This study analyzed 91 prolactinoma patients treated with bromocriptine over 19 years at Songklanagarind Hospital. Among them, 86 had non-cystic prolactinomas, and 5 had cystic prolactinomas. MRI findings, prolactin levels, and predictors of treatment response were thoroughly evaluated, with the following key findings:

  • Patient Characteristics: The majority of patients were female (78.0%), with a mean age of 36.7 years (SD 12.4). Dyslipidemia was the most common comorbidity, affecting 10.8% of patients. The study primarily focused on non-cystic prolactinomas.
  • Pre-treatment MRI Findings: MRI revealed significant differences between homogeneous and heterogeneous prolactinomas. Heterogeneous prolactinomas were associated with:
    • Larger tumor size and volume: Median maximum diameter was 26.4 mm for T1W heterogeneous prolactinomas vs. 6.7 mm for homogeneous ones (p < 0.001).
    • Higher prolactin levels: Median prolactin levels were 470 ng/mL for heterogeneous prolactinomas vs. 128.8 ng/mL for homogeneous ones (p < 0.001).

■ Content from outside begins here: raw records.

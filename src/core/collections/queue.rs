//! Growable FIFO queue over a circular array.
//!
//! `first` indexes the next element to pop and `last` the next slot to fill;
//! both wrap modulo the capacity and `last == (first + len) % capacity`
//! whenever an operation returns. A push into a full buffer doubles it, and a
//! pop that leaves the buffer at most half full halves it (never below the
//! capacity the queue was created with). Either way the live elements are
//! copied out starting at `first`, so the resized buffer starts at index 0.

use super::errors::ContainerError;
use log::trace;
use std::mem;

/// Capacity used by [`Queue::new`], and the floor for shrinking
pub const DEFAULT_CAPACITY: usize = 8;

const GROWTH_FACTOR: usize = 2;
/// Fallback growth when doubling is not representable
const CAPACITY_INCREMENT: usize = 32;

/// Largest slot count a `Vec<Option<T>>` can hold
fn max_capacity<T>() -> usize {
    isize::MAX as usize / mem::size_of::<Option<T>>().max(1)
}

/// Capacity after growing a full buffer of `capacity` slots
pub fn grown_capacity<T>(capacity: usize) -> Result<usize, ContainerError> {
    let ceiling = max_capacity::<T>();
    capacity
        .checked_mul(GROWTH_FACTOR)
        .filter(|grown| *grown <= ceiling)
        .or_else(|| {
            capacity
                .checked_add(CAPACITY_INCREMENT)
                .filter(|grown| *grown <= ceiling)
        })
        .ok_or_else(|| {
            ContainerError::ResourceExhausted(format!(
                "queue cannot grow beyond {} slots",
                capacity
            ))
        })
}

#[derive(Debug, Clone)]
pub struct Queue<T> {
    buffer: Vec<Option<T>>,
    first: usize,
    last: usize,
    len: usize,
    min_capacity: usize,
}

impl<T> Queue<T> {
    /// Create an empty queue with [`DEFAULT_CAPACITY`] slots
    pub fn new() -> Self {
        Self::empty(DEFAULT_CAPACITY)
    }

    /// Create an empty queue whose buffer never shrinks below `capacity`
    pub fn with_capacity(capacity: usize) -> Result<Self, ContainerError> {
        if capacity == 0 {
            return Err(ContainerError::InvalidArgument(
                "queue capacity must be at least 1".to_string(),
            ));
        }
        Ok(Self::empty(capacity))
    }

    fn empty(capacity: usize) -> Self {
        Self {
            buffer: (0..capacity).map(|_| None).collect(),
            first: 0,
            last: 0,
            len: 0,
            min_capacity: capacity,
        }
    }

    /// Append `item` at the back, growing the buffer if it is full
    pub fn push(&mut self, item: T) -> Result<(), ContainerError> {
        if self.len == self.capacity() {
            let capacity = grown_capacity::<T>(self.capacity())?;
            self.relocate(capacity);
        }

        self.buffer[self.last] = Some(item);
        self.last = (self.last + 1) % self.capacity();
        self.len += 1;
        Ok(())
    }

    pub fn peek_front(&self) -> Option<&T> {
        if self.is_empty() {
            return None;
        }
        self.buffer[self.first].as_ref()
    }

    /// Remove and return the front element, shrinking the buffer once it is
    /// at most half full
    pub fn pop_front(&mut self) -> Option<T> {
        if self.is_empty() {
            return None;
        }

        let item = self.buffer[self.first].take();
        self.first = (self.first + 1) % self.capacity();
        self.len -= 1;

        let halved = self.capacity() / GROWTH_FACTOR;
        if self.len <= halved && halved >= self.min_capacity {
            self.relocate(halved);
        }

        item
    }

    pub fn len(&self) -> usize {
        self.len
    }

    pub fn is_empty(&self) -> bool {
        self.len == 0
    }

    pub fn capacity(&self) -> usize {
        self.buffer.len()
    }

    /// Elements from front to back
    pub fn iter(&self) -> impl Iterator<Item = &T> {
        (0..self.len).filter_map(move |offset| {
            self.buffer[(self.first + offset) % self.capacity()].as_ref()
        })
    }

    /// Move the live elements into a fresh buffer of `capacity` slots,
    /// front element first
    fn relocate(&mut self, capacity: usize) {
        debug_assert!(capacity >= self.len);
        let old_capacity = self.capacity();
        let mut buffer: Vec<Option<T>> = Vec::with_capacity(capacity);
        for offset in 0..self.len {
            buffer.push(self.buffer[(self.first + offset) % old_capacity].take());
        }
        buffer.resize_with(capacity, || None);

        trace!("Queue resized from {} to {} slots", old_capacity, capacity);
        self.buffer = buffer;
        self.first = 0;
        self.last = self.len % capacity;
    }
}

impl<T> Default for Queue<T> {
    fn default() -> Self {
        Self::new()
    }
}

#[cfg(test)]
mod tests {
    use super::*;

    fn assert_cursors<T>(queue: &Queue<T>) {
        assert!(queue.len() <= queue.capacity());
        assert_eq!(queue.last, (queue.first + queue.len()) % queue.capacity());
    }

    #[test]
    fn test_zero_capacity_rejected() {
        let result = Queue::<u8>::with_capacity(0);
        assert!(matches!(result, Err(ContainerError::InvalidArgument(_))));
    }

    #[test]
    fn test_fifo_order() {
        let mut queue = Queue::new();
        for item in ["a", "b", "c"] {
            queue.push(item).unwrap();
        }

        assert_eq!(queue.peek_front(), Some(&"a"));
        assert_eq!(queue.pop_front(), Some("a"));
        assert_eq!(queue.pop_front(), Some("b"));
        assert_eq!(queue.pop_front(), Some("c"));
        assert_eq!(queue.pop_front(), None);
    }

    #[test]
    fn test_empty_queue_returns_none() {
        let mut queue: Queue<u32> = Queue::new();
        assert!(queue.is_empty());
        assert_eq!(queue.peek_front(), None);
        assert_eq!(queue.pop_front(), None);
        assert_eq!(queue.len(), 0);
    }

    #[test]
    fn test_size_after_pushes_and_pops() {
        let mut queue = Queue::new();
        for item in 0..50 {
            queue.push(item).unwrap();
        }
        for _ in 0..17 {
            queue.pop_front();
        }
        assert_eq!(queue.len(), 33);
        assert_cursors(&queue);
    }

    #[test]
    fn test_wraparound_then_growth_preserves_order() {
        let mut queue = Queue::with_capacity(4).unwrap();
        for item in 0..4 {
            queue.push(item).unwrap();
        }
        // drain two so the live range wraps once the next pushes land
        assert_eq!(queue.pop_front(), Some(0));
        assert_eq!(queue.pop_front(), Some(1));
        queue.push(4).unwrap();
        queue.push(5).unwrap();
        assert_eq!(queue.capacity(), 4);
        assert_cursors(&queue);

        queue.push(6).unwrap();
        assert_eq!(queue.capacity(), 8);
        assert_eq!(queue.first, 0);
        assert_cursors(&queue);
        assert_eq!(queue.iter().copied().collect::<Vec<_>>(), vec![2, 3, 4, 5, 6]);
    }

    #[test]
    fn test_round_trip_across_many_resizes() {
        let mut queue = Queue::with_capacity(8).unwrap();
        for item in 0..1000 {
            queue.push(item).unwrap();
            assert_cursors(&queue);
        }
        assert!(queue.capacity() >= 1000);

        let mut popped = Vec::with_capacity(1000);
        while let Some(item) = queue.pop_front() {
            popped.push(item);
            assert_cursors(&queue);
        }

        assert_eq!(popped, (0..1000).collect::<Vec<_>>());
        assert_eq!(queue.capacity(), 8);
    }

    #[test]
    fn test_shrink_stops_at_initial_capacity() {
        let mut queue = Queue::with_capacity(8).unwrap();
        for item in 0..64 {
            queue.push(item).unwrap();
        }
        assert_eq!(queue.capacity(), 64);

        for _ in 0..32 {
            queue.pop_front();
        }
        assert_eq!(queue.capacity(), 32);
        assert_eq!(queue.peek_front(), Some(&32));

        while queue.len() > 1 {
            queue.pop_front();
        }
        assert_eq!(queue.capacity(), 8);
        assert_eq!(queue.pop_front(), Some(63));
        assert_eq!(queue.capacity(), 8);
    }

    #[test]
    fn test_interleaved_push_pop_keeps_order() {
        let mut queue = Queue::with_capacity(2).unwrap();
        let mut expected = std::collections::VecDeque::new();
        let mut next = 0;
        for round in 0..200 {
            for _ in 0..(round % 7) {
                queue.push(next).unwrap();
                expected.push_back(next);
                next += 1;
            }
            for _ in 0..(round % 5) {
                assert_eq!(queue.pop_front(), expected.pop_front());
            }
            assert_eq!(queue.len(), expected.len());
            assert_cursors(&queue);
        }
    }

    #[test]
    fn test_growth_falls_back_to_increment_then_exhausts() {
        let ceiling = max_capacity::<u64>();
        assert_eq!(grown_capacity::<u64>(16), Ok(32));
        assert_eq!(
            grown_capacity::<u64>(ceiling - CAPACITY_INCREMENT),
            Ok(ceiling)
        );
        assert!(matches!(
            grown_capacity::<u64>(ceiling),
            Err(ContainerError::ResourceExhausted(_))
        ));
    }
}
use super::collections::MinHeap;
use super::types::Fingerprint;
use std::cmp::Ordering;

/// An in-flight cleaning job
#[derive(Debug, Clone, Copy)]
pub struct ScheduledJob {
    pub completion_time: u64,
    pub sequence_num: u64,
    pub sword: Fingerprint,
}

impl PartialEq for ScheduledJob {
    fn eq(&self, other: &Self) -> bool {
        self.completion_time == other.completion_time && self.sequence_num == other.sequence_num
    }
}

impl Eq for ScheduledJob {}

impl PartialOrd for ScheduledJob {
    fn partial_cmp(&self, other: &Self) -> Option<Ordering> {
        Some(self.cmp(other))
    }
}

impl Ord for ScheduledJob {
    fn cmp(&self, other: &Self) -> Ordering {
        // Earliest completion first, then first scheduled
        self.completion_time
            .cmp(&other.completion_time)
            .then_with(|| self.sequence_num.cmp(&other.sequence_num))
    }
}

/// Min-heap of cleaning jobs plus the sequence counter that keeps
/// simultaneous completions in scheduling order
pub struct CleaningScheduler {
    jobs: MinHeap<ScheduledJob>,
    sequence_counter: u64,
}

impl CleaningScheduler {
    /// Create a new CleaningScheduler
    pub fn new() -> Self {
        Self {
            jobs: MinHeap::new(),
            sequence_counter: 0,
        }
    }

    /// Schedule a cleaning of `sword` finishing at `completion_time`.
    /// Returns the sequence number the job was given.
    pub fn schedule(&mut self, sword: Fingerprint, completion_time: u64) -> u64 {
        let sequence_num = self.sequence_counter;
        self.jobs.insert(ScheduledJob {
            completion_time,
            sequence_num,
            sword,
        });
        self.sequence_counter += 1;
        sequence_num
    }

    /// Completion time of the earliest job without removing it
    pub fn peek_next_completion(&self) -> Option<u64> {
        self.jobs.peek_min().map(|job| job.completion_time)
    }

    /// Remove the earliest job if it completes no later than `now`
    pub fn pop_due(&mut self, now: u64) -> Option<ScheduledJob> {
        match self.jobs.peek_min() {
            Some(job) if job.completion_time <= now => self.jobs.extract_min(),
            _ => None,
        }
    }

    /// Check if there are any jobs remaining
    pub fn has_jobs(&self) -> bool {
        !self.jobs.is_empty()
    }

    pub fn len(&self) -> usize {
        self.jobs.len()
    }

    /// Number of jobs currently queued for `sword`
    pub fn jobs_for(&self, sword: Fingerprint) -> usize {
        self.jobs.iter().filter(|job| job.sword == sword).count()
    }

    /// Drop all queued jobs. Sequence numbers keep counting up.
    pub fn clear(&mut self) {
        self.jobs.clear();
    }
}

impl Default for CleaningScheduler {
    fn default() -> Self {
        Self::new()
    }
}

    • A greater proportion of macroadenomas (90.2% in T1W heterogeneous vs. 80% microadenomas in homogeneous, p < 0.001).

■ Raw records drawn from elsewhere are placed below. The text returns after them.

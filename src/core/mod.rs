pub mod collections;
pub mod event_scheduler;
pub mod execution;
pub mod types;
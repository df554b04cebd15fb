use std::fs;
use std::path::PathBuf;
use std::process::ExitCode;

use clap::Parser;
use sword_manager::loader::format_outcome;
use sword_manager::{logger, simulate_file, EngineConfig, Result};

/// Run a sword-cleaning workload and print when each request was served
#[derive(Debug, Parser)]
#[command(name = "clean_swords", version)]
struct Args {
    /// Workload file: an `N M` header, N swords, then M requests
    input: PathBuf,

    /// JSON file with engine settings (table_capacity, queue_capacity, time_limit)
    #[arg(long, value_name = "FILE")]
    config: Option<PathBuf>,

    /// Stop before any event later than this time
    #[arg(long)]
    time_limit: Option<u64>,

    /// Print one JSON object per outcome instead of answer-file lines
    #[arg(long)]
    json: bool,
}

fn load_config(args: &Args) -> Result<EngineConfig> {
    let mut config = match &args.config {
        Some(path) => serde_json::from_str(&fs::read_to_string(path)?)?,
        None => EngineConfig::default(),
    };
    if let Some(limit) = args.time_limit {
        config = config.with_time_limit(limit);
    }
    Ok(config)
}

fn run(args: &Args) -> Result<()> {
    let config = load_config(args)?;
    log::debug!("Engine configuration: {:?}", config);

    let engine = simulate_file(&args.input, config)?;
    for outcome in engine.outcomes() {
        if args.json {
            println!("{}", serde_json::to_string(outcome)?);
        } else {
            println!("{}", format_outcome(outcome));
        }
    }

    let unresolved = engine.pending_requests() + engine.waiting_requests();
    if unresolved > 0 {
        log::warn!("{} requests were not resolved", unresolved);
    }
    Ok(())
}

fn main() -> ExitCode {
    logger::init();
    let args = Args::parse();

    match run(&args) {
        Ok(()) => ExitCode::SUCCESS,
        Err(e) => {
            log::error!("{}", e);
            ExitCode::FAILURE
        }
    }
}
pub mod config;
pub mod simulation_engine;

pub use config::EngineConfig;
pub use simulation_engine::{EngineError, SimulationEngine};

  • Post-treatment MRI Findings:
    • Both groups showed similar rates of tumor volume reduction (>50%) after treatment (59.8% in homogeneous vs. 61.3% in heterogeneous groups, p > 0.05).

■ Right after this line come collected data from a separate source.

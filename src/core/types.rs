use serde::{Deserialize, Serialize};
use std::rc::Rc;

const FNV_OFFSET_BASIS: u64 = 0xcbf2_9ce4_8422_2325;
const FNV_PRIME: u64 = 0x0000_0100_0000_01b3;

// Deterministic 64-bit FNV-1a, stable across toolchains and platforms.
fn fnv1a64(mut hash: u64, bytes: &[u8]) -> u64 {
    for &byte in bytes {
        hash ^= byte as u64;
        hash = hash.wrapping_mul(FNV_PRIME);
    }
    hash
}

/// Integer key shared by a sword and every request for it
#[derive(Debug, Clone, Copy, PartialEq, Eq, Hash, PartialOrd, Ord, Serialize, Deserialize)]
pub struct Fingerprint(u64);

impl Fingerprint {
    /// Derive the key from the attributes that identify a sword class.
    /// Only these four fields take part; names and comments never do.
    ///
    /// The three integers are hashed as little-endian bytes followed by the
    /// style's UTF-8 bytes, so the value is the same on every build.
    pub fn derive(total_capacity: i64, throughput: i64, speed: i64, style: &str) -> Self {
        let mut hash = FNV_OFFSET_BASIS;
        for field in [total_capacity, throughput, speed] {
            hash = fnv1a64(hash, &field.to_le_bytes());
        }
        Self(fnv1a64(hash, style.as_bytes()))
    }

    pub fn value(&self) -> u64 {
        self.0
    }
}

impl std::fmt::Display for Fingerprint {
    fn fmt(&self, f: &mut std::fmt::Formatter<'_>) -> std::fmt::Result {
        write!(f, "{:016x}", self.0)
    }
}

/// Mutable scheduling state carried by each sword
#[derive(Debug, Clone, Default, PartialEq, Eq)]
pub struct CleaningState {
    /// Pending cleaning duration; `None` once the sword is clean
    pub dirty_level: Option<u64>,
    /// When the in-flight cleaning finishes; `None` while unscheduled
    pub completion_time: Option<u64>,
    /// Tie-break among jobs finishing at the same time
    pub sequence_num: Option<u64>,
}

impl CleaningState {
    pub fn is_scheduled(&self) -> bool {
        self.completion_time.is_some()
    }

    /// True when a cleaning was scheduled to finish no later than `time`
    pub fn is_done_by(&self, time: u64) -> bool {
        self.completion_time.is_some_and(|completion| completion <= time)
    }

    pub fn schedule(&mut self, dirty_level: u64, completion_time: u64, sequence_num: u64) {
        self.dirty_level = Some(dirty_level);
        self.completion_time = Some(completion_time);
        self.sequence_num = Some(sequence_num);
    }

    /// Mark the sword clean and available for a fresh cleaning
    pub fn reset(&mut self) {
        *self = Self::default();
    }
}

/// An inventory item.
///
/// Equality only looks at the identifying fields, never at `state`.
#[derive(Debug, Clone, Serialize, Deserialize)]
pub struct Sword {
    pub total_capacity: i64,
    pub remaining_capacity: i64,
    /// Time one cleaning takes once servicing begins
    pub cleaning_duration: u64,
    pub length: i64,
    pub throughput: i64,
    pub speed: i64,
    pub name: String,
    pub description: String,
    pub comments: String,
    pub style: String,
    #[serde(skip)]
    pub state: CleaningState,
}

impl Sword {
    pub fn fingerprint(&self) -> Fingerprint {
        Fingerprint::derive(self.total_capacity, self.throughput, self.speed, &self.style)
    }

    /// Set how long the sword still needs before it is clean
    pub fn with_dirty_level(mut self, dirty_level: Option<u64>) -> Self {
        self.state.dirty_level = dirty_level;
        self
    }
}

impl PartialEq for Sword {
    fn eq(&self, other: &Self) -> bool {
        self.total_capacity == other.total_capacity
            && self.remaining_capacity == other.remaining_capacity
            && self.cleaning_duration == other.cleaning_duration
            && self.length == other.length
            && self.throughput == other.throughput
            && self.speed == other.speed
            && self.name == other.name
            && self.description == other.description
            && self.comments == other.comments
            && self.style == other.style
    }
}

impl Eq for Sword {}

/// A timestamped ask for a clean sword of a given class
#[derive(Debug, Clone, PartialEq, Eq, Serialize, Deserialize)]
pub struct Request {
    pub arrival_time: u64,
    pub total_capacity: i64,
    pub throughput: i64,
    pub speed: i64,
    pub style: String,
}

impl Request {
    pub fn fingerprint(&self) -> Fingerprint {
        Fingerprint::derive(self.total_capacity, self.throughput, self.speed, &self.style)
    }
}

/// One resolved request, holding the sword it was served with
#[derive(Debug, Clone, PartialEq, Eq, Serialize)]
pub struct Outcome {
    pub completion_time: u64,
    /// `completion_time - arrival_time`
    pub latency: u64,
    pub sword: Rc<Sword>,
}

impl Outcome {
    pub fn fingerprint(&self) -> Fingerprint {
        self.sword.fingerprint()
    }
}

/// Inventory and request stream as read from an input file
#[derive(Debug, Clone, Default, PartialEq, Eq, Serialize, Deserialize)]
pub struct Workload {
    pub swords: Vec<Sword>,
    pub requests: Vec<Request>,
}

    • Prolactin normalization rates were comparable, with no significant difference between the two groups (51.6% in homogeneous vs. 41.8% in heterogeneous groups, p = 0.515).
  • Cystic Changes After Bromocriptine:
    • New or increased cystic components were observed in 53.5% of patients, while 39.5% had no or stable cystic changes, and 7% showed a decrease.
    • Patients with pre-existing cystic components were more likely to experience changes, with 71.7% showing an increase and 100% of those with decreased cystic components starting with pre-treatment cystic features (p < 0.001).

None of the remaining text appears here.